Steps to Read Data from Open Catalog Using Daft:
a) Install Daft: First, ensure Daft is installed. You can do this using pip:
pip install getdaft
b) Connect to Snowflake Open Catalog: Configure your Snowflake credentials to access the data stored in the Open Catalog by fetching the <CREDENTIAL_DETAILS>
catalog = load_catalog('demo_catalog', \
**{'uri': 'https://xxxxx.snowflakecomputing.com/polaris/api/catalog', \
'warehouse': 'demo_catalog', \
'credential': '<CREDENTIAL_DETAILS>', \
'scope':'PRINCIPAL_ROLE:ALL', \
'client.region':'us-west-2'})
c) Load Data into Daft: Use Daft’s API to read data directly from Snowflake Open Catalog. Typically, you will create a Daft DataFrame from a Snowflake table:
table = catalog.load_table("taxi.taxi_dataset")

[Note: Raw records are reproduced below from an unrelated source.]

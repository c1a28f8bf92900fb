use std::collections::HashMap;
use std::sync::atomic::{AtomicU32, Ordering};
use std::sync::{Arc, Mutex as StdMutex};
use std::time::Duration;

use futures_util::StreamExt;
use llmlink_protocol::{Body, DiscoveryFile, Envelope, MessageType, Payload};
use tokio::net::TcpStream;
use tokio::sync::{Mutex, broadcast, oneshot, watch};
use tokio_util::codec::LinesCodecError;
use tokio_util::sync::CancellationToken;

use crate::error::{IpcError, Result};
use crate::framing::{self, LineReader, LineWriter};

const INBOUND_CAPACITY: usize = 256;

/// `Connecting` covers both a dial in progress and a reconnect waiting out
/// its backoff delay.
#[derive(Debug, Clone, Copy, PartialEq, Eq)]
pub enum ConnectionState {
    Disconnected,
    Connecting,
    Connected,
}

/// Where the connector finds the listener's port.
#[derive(Debug, Clone)]
pub enum PortSource {
    Fixed(u16),
    /// Re-read on every connection attempt, so a listener that restarted on
    /// a new port is still found.
    Discovery(DiscoveryFile),
}

#[derive(Debug, Clone)]
pub struct ConnectorConfig {
    pub connect_timeout: Duration,
    pub heartbeat_interval: Duration,
    /// How long a heartbeat `ping` may wait for its `pong`.
    pub heartbeat_timeout: Duration,
    pub request_timeout: Duration,
    /// Attempt `n` waits `n * reconnect_delay` before dialing.
    pub reconnect_delay: Duration,
    /// 0 disables automatic reconnection.
    pub max_reconnect_attempts: u32,
}

impl Default for ConnectorConfig {
    fn default() -> Self {
        Self {
            connect_timeout: Duration::from_secs(5),
            heartbeat_interval: Duration::from_secs(30),
            heartbeat_timeout: Duration::from_secs(10),
            request_timeout: Duration::from_secs(30),
            reconnect_delay: Duration::from_secs(2),
            max_reconnect_attempts: 5,
        }
    }
}

#[derive(Debug, Clone, Copy, Default)]
pub struct SendOptions {
    pub wait_for_response: bool,
    /// Overrides `ConnectorConfig::request_timeout`.
    pub timeout: Option<Duration>,
}

impl SendOptions {
    pub fn wait() -> Self {
        Self {
            wait_for_response: true,
            timeout: None,
        }
    }

    pub fn with_timeout(mut self, timeout: Duration) -> Self {
        self.timeout = Some(timeout);
        self
    }
}

#[derive(Debug, Clone)]
struct Target {
    host: String,
    port: PortSource,
}

type Pending = HashMap<String, oneshot::Sender<Result<Envelope>>>;

struct Inner {
    config: ConnectorConfig,
    target: StdMutex<Option<Target>>,
    state_tx: watch::Sender<ConnectionState>,
    writer: Mutex<Option<LineWriter>>,
    pending: StdMutex<Pending>,
    inbound_tx: broadcast::Sender<Envelope>,
    /// Cancelled to end the current supervisor (explicit disconnect/reconnect).
    supervisor: StdMutex<Option<CancellationToken>>,
    /// Cancelled when the current socket is deemed dead.
    session: StdMutex<Option<CancellationToken>>,
    welcome: StdMutex<Option<(String, String)>>,
    attempts: AtomicU32,
    root: CancellationToken,
}

/// Client half of the IPC transport.
///
/// Correlates requests with their responses, keeps the connection alive with
/// heartbeats, and reconnects with linear backoff after the socket drops.
/// Dropping the connector cancels its tasks and fails every in-flight
/// request immediately.
pub struct IpcConnector {
    inner: Arc<Inner>,
}

impl IpcConnector {
    pub fn new(config: ConnectorConfig) -> Self {
        let (state_tx, _) = watch::channel(ConnectionState::Disconnected);
        let (inbound_tx, _) = broadcast::channel(INBOUND_CAPACITY);
        Self {
            inner: Arc::new(Inner {
                config,
                target: StdMutex::new(None),
                state_tx,
                writer: Mutex::new(None),
                pending: StdMutex::new(HashMap::new()),
                inbound_tx,
                supervisor: StdMutex::new(None),
                session: StdMutex::new(None),
                welcome: StdMutex::new(None),
                attempts: AtomicU32::new(0),
                root: CancellationToken::new(),
            }),
        }
    }

    /// Connect to a fixed port. Any existing connection is closed first.
    pub async fn connect(&self, host: &str, port: u16) -> Result<()> {
        self.connect_to(Target {
            host: host.to_string(),
            port: PortSource::Fixed(port),
        })
        .await
    }

    /// Connect to whichever port the discovery file currently names.
    pub async fn connect_discovered(&self, host: &str, discovery: DiscoveryFile) -> Result<()> {
        self.connect_to(Target {
            host: host.to_string(),
            port: PortSource::Discovery(discovery),
        })
        .await
    }

    async fn connect_to(&self, target: Target) -> Result<()> {
        self.disconnect().await;
        *lock(&self.inner.target) = Some(target);
        self.inner.attempts.store(0, Ordering::SeqCst);

        // Stored before dialing so a concurrent disconnect() can cancel it.
        let supervisor = self.inner.root.child_token();
        *lock(&self.inner.supervisor) = Some(supervisor.clone());
        let (reader, session) = match self.inner.open(&supervisor).await {
            Ok(opened) => opened,
            Err(e) => {
                // Cancelled means a later disconnect or connect already owns the slot.
                if !supervisor.is_cancelled() {
                    lock(&self.inner.supervisor).take();
                }
                return Err(e);
            }
        };
        tokio::spawn(supervise(self.inner.clone(), reader, session, supervisor));
        Ok(())
    }

    /// Close the connection and stop reconnecting.
    pub async fn disconnect(&self) {
        let supervisor = lock(&self.inner.supervisor).take();
        if let Some(token) = supervisor {
            token.cancel();
            self.inner.teardown("disconnect requested").await;
        }
    }

    /// Send an envelope.
    ///
    /// Waits for the matching response when `wait_for_response` is set or the
    /// envelope requires an ack; returns `Ok(None)` otherwise.
    pub async fn send(&self, envelope: Envelope, options: SendOptions) -> Result<Option<Envelope>> {
        let timeout = options.timeout.unwrap_or(self.inner.config.request_timeout);
        if options.wait_for_response || envelope.ack_required() {
            self.inner.request(envelope, timeout).await.map(Some)
        } else {
            self.inner.write(&envelope).await.map(|()| None)
        }
    }

    /// Send a `ping` and wait for its `pong`, returning the round trip.
    pub async fn ping(&self) -> Result<Duration> {
        let started = tokio::time::Instant::now();
        self.inner
            .request(Envelope::ping(), self.inner.config.request_timeout)
            .await?;
        Ok(started.elapsed())
    }

    pub fn state(&self) -> ConnectionState {
        *self.inner.state_tx.borrow()
    }

    pub fn is_connected(&self) -> bool {
        self.state() == ConnectionState::Connected
    }

    pub fn watch_state(&self) -> watch::Receiver<ConnectionState> {
        self.inner.state_tx.subscribe()
    }

    /// Every envelope received from the listener, including responses.
    pub fn subscribe(&self) -> broadcast::Receiver<Envelope> {
        self.inner.inbound_tx.subscribe()
    }

    /// Listener id from the last `welcome`.
    pub fn server_id(&self) -> Option<String> {
        lock(&self.inner.welcome).as_ref().map(|(server, _)| server.clone())
    }

    /// Peer id the listener assigned to this connection.
    pub fn client_id(&self) -> Option<String> {
        lock(&self.inner.welcome).as_ref().map(|(_, client)| client.clone())
    }

    /// Failed reconnect attempts since the last successful connection.
    pub fn reconnect_attempts(&self) -> u32 {
        self.inner.attempts.load(Ordering::SeqCst)
    }
}

impl Drop for IpcConnector {
    fn drop(&mut self) {
        self.inner.root.cancel();
        self.inner.fail_pending();
        self.inner.state_tx.send_replace(ConnectionState::Disconnected);
    }
}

df = daft.read_iceberg(table)
df.show()
d) Perform Operations on Data: Once the data is loaded into a Daft DataFrame, you can perform various operations like filtering, aggregating, and transforming the data efficiently. Daft is optimized for speed, so operations on large datasets should be fast and scalable. For example, we can perform some operations on a dataframe such as extracting the year from a column.
df_year = df.with_column("tpep_pickup_datetime_year", df["tpep_pickup_datetime"].dt.year()) df_year.show()
For this walkthrough, we will be choosing a single record from our existing data set and then we will be incrementing the VendorID column.
df_write = daft.sql("select * from df limit 1")
df_write = df_write.with_column("VendorID", daft.col("VendorID")+1)
df_write.show()
e) Write Results Back to Open Catalog : After processing the data, you can write the resulting DataFrame back to the same table in Open Catalog. The below code is converting it back to arrow but in future, Daft will be working to write to Open Catalog / Apache Polaris directly.
df_write_pyarrow = df_write.to_arrow()
table.append(
df=df_write_pyarrow
)
You can do a count of the records thereafter to see the incremental changes done. Pretty neat.
And there we have it. This integration allows you to leverage dual engines while taking advantage of Snowflake Open Catalog for table operations, management, and governance — all stored in the highly interoperable Iceberg format.
Conclusion
Snowflake Open Catalog and Apache Polaris™ (incubating) provide a simple yet powerful tool for managing and discovering data across multiple engines and frameworks.
By giving teams the choice in integrating various compute engines like Daft (for reading and processing) and others (with both SQL and Python interfaces), users can efficiently manage and process large datasets, creating a scalable and collaborative data workflow that bridges the gap between storage, computation, and analysis.